During these concerts, Locke and her band members made sure they played at least one song the audience could relate to. She said that faces would light up, no matter what their condition, whenever they heard a tune they knew from childhood or that gave them a special joy.
In 2008, a hurricane ripped the roof off the couple's home in Florida. They left the Sunshine State at their children's insistence, taking residence in Locke's daughter's second home in Redmond.
The couple stayed in this house, where Locke said they played the piano and sang together often, until she couldn't care for Joe by herself and put him in a nursing home. Locke then moved in with her daughter and son-in-law.
“I would suffer all sorts of agony and guilt for what I had done, but I knew it was for the best,” Locke said.
She visited her husband as often as she could and would play piano for him whenever she had a chance. These experiences created a memory in Joe's mind that stuck even as his disease reached its final stages and started erasing his identity.

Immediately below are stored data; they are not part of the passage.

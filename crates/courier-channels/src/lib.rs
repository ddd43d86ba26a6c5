//! # Courier Channels
//! HTTP implementations of the dispatcher's remote collaborators.
//!
//! - [`queue::HttpQueueSource`]: pending message listing
//! - [`directory::HttpChannelDirectory`]: connected sending channels
//! - [`gateway::HttpSendGateway`]: per-channel send endpoint
//! - [`sink::HttpDeliverySink`]: outcome confirmations

pub mod directory;
pub mod gateway;
pub mod queue;
pub mod sink;

pub use directory::HttpChannelDirectory;
pub use gateway::HttpSendGateway;
pub use queue::HttpQueueSource;
pub use sink::HttpDeliverySink;
//! Send Executor: one send attempt, classified and accounted for.
//!
//! ```text
//!            ┌── Delivered ──► ledger ──► sink(1) ──► Sent
//! send ──────┼── Rejected ───────────────► sink(2) ──► FailedPermanent
//!  (timeout) └── Transient ──► retry ──┬─► backoff ──► Pending
//!                                      └─► sink(2) ──► FailedExhausted
//! ```

use std::sync::Arc;
use std::time::Duration;

use courier_core::error::CourierError;
use courier_core::traits::{DeliverySink, SendGateway};
use courier_core::types::{ChannelCredential, DeliveryReport, Job, JobState, OutcomeCode, SendOutcome};
use tokio::sync::Notify;

use crate::ledger::Ledger;
use crate::retry::{RetryController, RetryDecision, schedule_requeue};
use crate::state::{Claim, SharedState};
use crate::stats::DispatchStats;

/// What became of a claimed job.
#[derive(Debug, Clone, Copy, PartialEq, Eq)]
pub enum Disposition {
    Sent,
    Rejected,
    /// Handed back to the pending set after `delay`.
    Retrying { delay: Duration },
    Exhausted { attempts: u32 },
}

impl Disposition {
    /// Whether the channel owes a pacing delay before its next claim.
    pub fn paces_channel(&self) -> bool {
        matches!(self, Disposition::Sent | Disposition::Rejected)
    }
}

pub struct SendExecutor {
    gateway: Arc<dyn SendGateway>,
    sink: Arc<dyn DeliverySink>,
    ledger: Arc<Ledger>,
    retry: RetryController,
    state: SharedState,
    wake: Arc<Notify>,
    stats: Arc<DispatchStats>,
    timeout: Duration,
}

impl SendExecutor {
    #[allow(clippy::too_many_arguments)]
    pub fn new(
        gateway: Arc<dyn SendGateway>,
        sink: Arc<dyn DeliverySink>,
        ledger: Arc<Ledger>,
        retry: RetryController,
        state: SharedState,
        wake: Arc<Notify>,
        stats: Arc<DispatchStats>,
        timeout: Duration,
    ) -> Self {
        Self {
            gateway,
            sink,
            ledger,
            retry,
            state,
            wake,
            stats,
            timeout,
        }
    }

    /// Send a claimed job and settle its outcome.
    pub async fn execute(&self, claim: Claim) -> Disposition {
        let Claim { mut job, channel } = claim;
        job.advance(JobState::Sending);

        let outcome = match tokio::time::timeout(self.timeout, self.gateway.send(&channel, &job)).await {
            Ok(outcome) => outcome,
            Err(_) => SendOutcome::Transient {
                reason: format!("no response within {}ms", self.timeout.as_millis()),
            },
        };

        match outcome {
            SendOutcome::Delivered { status } => self.on_delivered(job, &channel, status).await,
            SendOutcome::Rejected { status, reason } => {
                let err = CourierError::PermanentSend {
                    status,
                    message: reason,
                };
                self.on_rejected(job, &channel, err).await
            }
            SendOutcome::Transient { reason } => self.on_transient(job, &channel, reason).await,
        }
    }

    async fn on_delivered(&self, mut job: Job, channel: &ChannelCredential, status: u16) -> Disposition {
        if let Err(e) = self.ledger.record(job.id) {
            self.stats.record_ledger_error();
            tracing::error!(
                "❌ Message {} delivered but not persisted, a restart may resend it: {e}",
                job.id
            );
        }
        self.report(job.id, channel, OutcomeCode::Delivered).await;
        job.advance(JobState::Sent);
        {
            let mut st = self.state.lock().await;
            st.record_success(&channel.name);
            st.finish(job.id, job.state);
        }
        self.stats.record_sent();
        tracing::info!(
            "✅ Message {} sent via {} (HTTP {status}) to {}",
            job.id,
            channel.name,
            job.destination
        );
        Disposition::Sent
    }

    async fn on_rejected(&self, mut job: Job, channel: &ChannelCredential, err: CourierError) -> Disposition {
        self.report(job.id, channel, OutcomeCode::Failed).await;
        job.advance(JobState::FailedPermanent);
        self.state.lock().await.finish(job.id, job.state);
        self.stats.record_rejected();
        tracing::warn!("🚫 Message {} failed permanently via {}: {err}", job.id, channel.name);
        Disposition::Rejected
    }

    async fn on_transient(&self, mut job: Job, channel: &ChannelCredential, reason: String) -> Disposition {
        job.advance(JobState::FailedRetryable);
        let err = CourierError::TransientSend(reason);

        match self.retry.on_transient(&mut job) {
            RetryDecision::Retry { delay } => {
                tracing::warn!(
                    "⚠️ Message {} attempt {}/{} via {}: {err}; retrying in {}ms",
                    job.id,
                    job.attempt_count,
                    self.retry.max_retries(),
                    channel.name,
                    delay.as_millis()
                );
                self.state.lock().await.mark_backoff(job.id);
                self.stats.record_retried();
                schedule_requeue(self.state.clone(), self.wake.clone(), job, delay);
                Disposition::Retrying { delay }
            }
            RetryDecision::Exhausted => {
                let attempts = job.attempt_count;
                let exhausted = CourierError::RetryExhausted {
                    attempts,
                    last_error: err.to_string(),
                };
                self.report(job.id, channel, OutcomeCode::Failed).await;
                self.state.lock().await.finish(job.id, job.state);
                self.stats.record_exhausted();
                tracing::warn!("🛑 Message {} via {}: {exhausted}", job.id, channel.name);
                Disposition::Exhausted { attempts }
            }
        }
    }

    /// Best-effort confirmation; failures are logged and counted only.
    async fn report(&self, message_id: u64, channel: &ChannelCredential, outcome_code: OutcomeCode) {
        let report = DeliveryReport {
            message_id,
            channel_name: channel.name.clone(),
            outcome_code,
        };
        if let Err(e) = self.sink.confirm(&report).await {
            self.stats.record_sink_error();
            tracing::warn!(
                "⚠️ Delivery confirmation for message {message_id} via {} failed: {e}",
                self.sink.name()
            );
        }
    }
}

“He didn't know who I was, but he did know I was the piano lady,” she said, remembering her last experiences with Joe before he died in late July. “I loved that man more than life itself ~ It was very hard to see him die so slowly like that.”
Locke found a lot of help dealing with her husband's death when she took part in the Hospice of Redmond's Transitions program earlier this year. She keeps in touch with some of the people she met through this program and may also attend a luncheon her church is hosting for people who suffered a loss.
For the holiday season, Locke is planning to ceremoniously mark Joe's absence by placing a miniature Christmas tree he kept in his nursing home room on the piano she plays at home. But she's also remembering a promise she made to herself right before his death.
“When I knew Joe was leaving me,” she said. “I decided I was still going to be alive, because that's what he would have wanted.”
To that end, Locke said she has started playing the piano after taking a break from it after her husband's death. She's also picking up an old holiday tradition and giving performances at area nursing homes like the one where Joe lived before he died.
“They are always happy to hear the music,” she said. “And I'm happier when I come back (from these concerts) than I have been for quite some time.”